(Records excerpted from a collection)
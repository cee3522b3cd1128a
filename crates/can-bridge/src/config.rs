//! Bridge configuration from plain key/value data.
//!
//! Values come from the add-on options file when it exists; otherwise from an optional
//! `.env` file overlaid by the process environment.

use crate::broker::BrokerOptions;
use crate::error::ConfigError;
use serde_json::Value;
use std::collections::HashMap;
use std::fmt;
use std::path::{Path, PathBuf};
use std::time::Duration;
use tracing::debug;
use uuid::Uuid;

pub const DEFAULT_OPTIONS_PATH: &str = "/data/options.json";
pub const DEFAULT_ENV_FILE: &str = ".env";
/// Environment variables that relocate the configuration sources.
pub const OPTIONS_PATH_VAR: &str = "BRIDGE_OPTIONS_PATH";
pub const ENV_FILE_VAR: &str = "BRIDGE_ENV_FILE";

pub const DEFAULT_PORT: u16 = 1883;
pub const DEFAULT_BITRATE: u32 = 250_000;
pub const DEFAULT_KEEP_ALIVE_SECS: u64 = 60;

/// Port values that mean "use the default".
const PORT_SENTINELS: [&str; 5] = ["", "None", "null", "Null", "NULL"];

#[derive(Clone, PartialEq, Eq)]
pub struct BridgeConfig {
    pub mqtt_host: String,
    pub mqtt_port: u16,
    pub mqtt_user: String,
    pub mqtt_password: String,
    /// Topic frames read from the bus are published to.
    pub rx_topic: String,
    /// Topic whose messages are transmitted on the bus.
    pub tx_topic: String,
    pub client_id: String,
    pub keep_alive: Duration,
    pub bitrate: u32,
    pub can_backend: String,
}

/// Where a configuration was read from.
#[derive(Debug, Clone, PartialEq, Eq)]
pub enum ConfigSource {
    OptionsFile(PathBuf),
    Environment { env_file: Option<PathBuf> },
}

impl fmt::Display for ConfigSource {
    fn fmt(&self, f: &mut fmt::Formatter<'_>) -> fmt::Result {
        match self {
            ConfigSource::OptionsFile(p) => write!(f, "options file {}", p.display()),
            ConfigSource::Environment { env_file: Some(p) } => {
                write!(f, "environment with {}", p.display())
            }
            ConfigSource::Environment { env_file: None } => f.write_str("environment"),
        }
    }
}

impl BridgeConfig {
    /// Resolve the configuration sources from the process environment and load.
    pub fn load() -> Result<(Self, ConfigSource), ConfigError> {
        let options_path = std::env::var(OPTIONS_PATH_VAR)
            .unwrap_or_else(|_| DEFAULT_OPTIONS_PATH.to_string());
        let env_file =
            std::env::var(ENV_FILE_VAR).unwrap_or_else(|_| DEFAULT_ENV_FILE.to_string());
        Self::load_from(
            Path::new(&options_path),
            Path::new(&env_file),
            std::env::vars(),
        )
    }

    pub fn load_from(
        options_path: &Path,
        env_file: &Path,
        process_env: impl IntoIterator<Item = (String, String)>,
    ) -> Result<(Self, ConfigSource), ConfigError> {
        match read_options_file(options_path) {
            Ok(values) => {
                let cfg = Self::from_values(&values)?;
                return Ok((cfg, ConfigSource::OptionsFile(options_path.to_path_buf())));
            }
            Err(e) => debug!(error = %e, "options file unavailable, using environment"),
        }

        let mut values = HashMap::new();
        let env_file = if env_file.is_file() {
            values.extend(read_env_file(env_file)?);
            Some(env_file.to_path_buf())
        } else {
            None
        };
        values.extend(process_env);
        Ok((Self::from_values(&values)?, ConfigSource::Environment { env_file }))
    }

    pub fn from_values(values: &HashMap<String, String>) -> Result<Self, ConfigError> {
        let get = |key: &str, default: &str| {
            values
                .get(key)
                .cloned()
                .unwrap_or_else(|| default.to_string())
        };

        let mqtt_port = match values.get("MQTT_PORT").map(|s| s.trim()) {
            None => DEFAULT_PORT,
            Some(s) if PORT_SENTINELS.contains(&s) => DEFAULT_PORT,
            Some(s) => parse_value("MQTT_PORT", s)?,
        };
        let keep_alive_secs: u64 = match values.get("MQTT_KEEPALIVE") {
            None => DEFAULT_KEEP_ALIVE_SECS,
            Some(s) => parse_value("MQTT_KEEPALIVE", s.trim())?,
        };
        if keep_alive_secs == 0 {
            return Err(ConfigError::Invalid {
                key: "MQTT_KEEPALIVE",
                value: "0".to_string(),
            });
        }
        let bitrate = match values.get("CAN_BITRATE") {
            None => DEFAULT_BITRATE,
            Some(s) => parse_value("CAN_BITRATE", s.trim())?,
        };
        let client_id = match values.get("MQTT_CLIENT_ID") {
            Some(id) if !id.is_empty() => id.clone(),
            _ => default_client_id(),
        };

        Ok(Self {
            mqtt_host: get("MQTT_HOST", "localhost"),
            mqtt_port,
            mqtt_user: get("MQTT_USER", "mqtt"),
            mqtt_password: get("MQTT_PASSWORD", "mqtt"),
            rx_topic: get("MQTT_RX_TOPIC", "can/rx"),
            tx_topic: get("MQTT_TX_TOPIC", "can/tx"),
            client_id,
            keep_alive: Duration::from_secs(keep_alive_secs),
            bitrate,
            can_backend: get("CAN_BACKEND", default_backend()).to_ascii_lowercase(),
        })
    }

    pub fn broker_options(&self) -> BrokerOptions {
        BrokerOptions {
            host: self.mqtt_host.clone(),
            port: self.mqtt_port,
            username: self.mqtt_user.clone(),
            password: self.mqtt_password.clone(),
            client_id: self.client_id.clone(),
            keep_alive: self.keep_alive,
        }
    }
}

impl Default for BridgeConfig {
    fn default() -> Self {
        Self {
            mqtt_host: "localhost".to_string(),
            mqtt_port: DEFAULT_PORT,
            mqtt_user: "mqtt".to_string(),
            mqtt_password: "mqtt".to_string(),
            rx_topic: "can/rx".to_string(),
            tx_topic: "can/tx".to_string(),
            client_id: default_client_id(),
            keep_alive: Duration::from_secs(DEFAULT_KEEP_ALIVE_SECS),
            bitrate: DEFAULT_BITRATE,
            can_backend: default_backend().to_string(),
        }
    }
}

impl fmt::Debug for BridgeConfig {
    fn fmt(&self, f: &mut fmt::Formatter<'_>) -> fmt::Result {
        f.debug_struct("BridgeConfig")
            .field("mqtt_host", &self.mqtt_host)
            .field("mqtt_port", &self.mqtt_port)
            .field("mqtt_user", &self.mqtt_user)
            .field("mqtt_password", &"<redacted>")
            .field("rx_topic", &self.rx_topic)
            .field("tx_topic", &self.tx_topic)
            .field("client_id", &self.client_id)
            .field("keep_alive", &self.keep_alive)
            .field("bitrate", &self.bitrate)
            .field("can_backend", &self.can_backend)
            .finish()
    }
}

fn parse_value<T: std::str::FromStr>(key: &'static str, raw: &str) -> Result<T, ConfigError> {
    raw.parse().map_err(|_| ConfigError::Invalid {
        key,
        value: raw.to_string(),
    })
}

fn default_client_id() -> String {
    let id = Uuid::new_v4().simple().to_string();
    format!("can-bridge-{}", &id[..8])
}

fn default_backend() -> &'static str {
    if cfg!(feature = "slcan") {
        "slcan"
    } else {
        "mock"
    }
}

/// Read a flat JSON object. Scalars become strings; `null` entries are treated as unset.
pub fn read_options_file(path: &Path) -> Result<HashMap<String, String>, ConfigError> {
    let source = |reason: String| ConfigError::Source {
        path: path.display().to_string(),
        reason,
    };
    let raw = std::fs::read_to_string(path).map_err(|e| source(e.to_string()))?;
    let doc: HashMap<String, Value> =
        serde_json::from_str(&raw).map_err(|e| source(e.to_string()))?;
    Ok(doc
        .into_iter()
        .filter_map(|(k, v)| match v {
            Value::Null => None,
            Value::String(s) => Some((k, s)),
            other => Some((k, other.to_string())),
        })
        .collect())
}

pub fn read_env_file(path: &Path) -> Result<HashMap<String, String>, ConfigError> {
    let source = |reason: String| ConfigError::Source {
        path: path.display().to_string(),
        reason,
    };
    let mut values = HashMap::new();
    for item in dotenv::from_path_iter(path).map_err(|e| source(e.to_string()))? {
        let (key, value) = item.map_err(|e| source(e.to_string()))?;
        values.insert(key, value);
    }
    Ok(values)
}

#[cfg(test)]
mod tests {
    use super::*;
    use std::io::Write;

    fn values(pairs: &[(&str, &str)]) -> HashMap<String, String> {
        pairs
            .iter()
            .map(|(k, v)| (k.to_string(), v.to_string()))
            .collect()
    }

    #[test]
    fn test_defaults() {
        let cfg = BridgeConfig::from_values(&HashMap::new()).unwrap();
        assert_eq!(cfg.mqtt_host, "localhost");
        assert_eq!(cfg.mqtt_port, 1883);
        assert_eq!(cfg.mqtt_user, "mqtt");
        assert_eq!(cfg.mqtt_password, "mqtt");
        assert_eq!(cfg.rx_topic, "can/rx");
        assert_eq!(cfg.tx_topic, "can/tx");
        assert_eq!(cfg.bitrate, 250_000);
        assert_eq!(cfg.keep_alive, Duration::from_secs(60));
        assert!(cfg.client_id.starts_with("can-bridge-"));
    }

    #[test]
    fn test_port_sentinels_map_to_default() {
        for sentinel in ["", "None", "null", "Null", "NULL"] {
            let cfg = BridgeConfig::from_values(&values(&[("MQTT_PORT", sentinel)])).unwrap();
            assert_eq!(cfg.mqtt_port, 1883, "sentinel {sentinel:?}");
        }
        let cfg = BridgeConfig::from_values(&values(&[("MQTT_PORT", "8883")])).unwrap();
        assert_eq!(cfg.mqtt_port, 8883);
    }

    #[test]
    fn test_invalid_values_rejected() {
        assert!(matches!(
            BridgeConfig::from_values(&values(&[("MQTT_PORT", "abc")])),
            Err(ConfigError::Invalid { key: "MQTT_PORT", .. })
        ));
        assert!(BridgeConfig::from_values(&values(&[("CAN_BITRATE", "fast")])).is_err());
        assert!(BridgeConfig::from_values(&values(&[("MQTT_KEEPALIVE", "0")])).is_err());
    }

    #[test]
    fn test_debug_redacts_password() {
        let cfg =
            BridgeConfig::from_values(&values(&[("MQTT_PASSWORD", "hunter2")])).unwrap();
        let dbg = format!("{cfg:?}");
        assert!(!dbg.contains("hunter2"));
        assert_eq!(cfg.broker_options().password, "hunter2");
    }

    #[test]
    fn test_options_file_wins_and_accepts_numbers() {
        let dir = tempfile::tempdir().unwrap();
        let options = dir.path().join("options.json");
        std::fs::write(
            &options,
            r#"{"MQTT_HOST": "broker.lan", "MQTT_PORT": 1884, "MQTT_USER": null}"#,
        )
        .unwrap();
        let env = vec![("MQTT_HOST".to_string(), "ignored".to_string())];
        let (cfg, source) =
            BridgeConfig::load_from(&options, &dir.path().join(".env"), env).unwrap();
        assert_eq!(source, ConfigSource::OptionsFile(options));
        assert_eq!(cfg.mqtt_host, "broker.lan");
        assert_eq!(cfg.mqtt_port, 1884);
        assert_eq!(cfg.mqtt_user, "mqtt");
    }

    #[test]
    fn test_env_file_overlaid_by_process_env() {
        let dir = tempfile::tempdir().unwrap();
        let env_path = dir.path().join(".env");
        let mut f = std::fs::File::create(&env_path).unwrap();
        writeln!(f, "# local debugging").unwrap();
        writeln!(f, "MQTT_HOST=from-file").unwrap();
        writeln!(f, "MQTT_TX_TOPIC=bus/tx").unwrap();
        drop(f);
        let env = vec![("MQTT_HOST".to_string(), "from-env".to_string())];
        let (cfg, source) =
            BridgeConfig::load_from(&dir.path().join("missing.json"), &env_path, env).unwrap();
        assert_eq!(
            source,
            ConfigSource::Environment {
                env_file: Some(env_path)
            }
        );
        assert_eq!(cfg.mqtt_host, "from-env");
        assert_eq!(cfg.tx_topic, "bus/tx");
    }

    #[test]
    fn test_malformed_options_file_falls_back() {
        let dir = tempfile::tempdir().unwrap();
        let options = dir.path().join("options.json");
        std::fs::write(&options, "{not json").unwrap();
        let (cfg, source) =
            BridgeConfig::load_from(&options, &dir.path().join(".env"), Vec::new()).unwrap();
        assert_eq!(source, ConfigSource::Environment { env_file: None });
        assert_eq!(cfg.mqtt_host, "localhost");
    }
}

**Required work**
Look over the records above and copy each line that includes the string "const".

**Answer to the exercise**
pub const DEFAULT_OPTIONS_PATH: &str = "/data/options.json";
pub const DEFAULT_ENV_FILE: &str = ".env";
pub const OPTIONS_PATH_VAR: &str = "BRIDGE_OPTIONS_PATH";
pub const ENV_FILE_VAR: &str = "BRIDGE_ENV_FILE";
pub const DEFAULT_PORT: u16 = 1883;
pub const DEFAULT_BITRATE: u32 = 250_000;
pub const DEFAULT_KEEP_ALIVE_SECS: u64 = 60;
const PORT_SENTINELS: [&str; 5] = ["", "None", "null", "Null", "NULL"];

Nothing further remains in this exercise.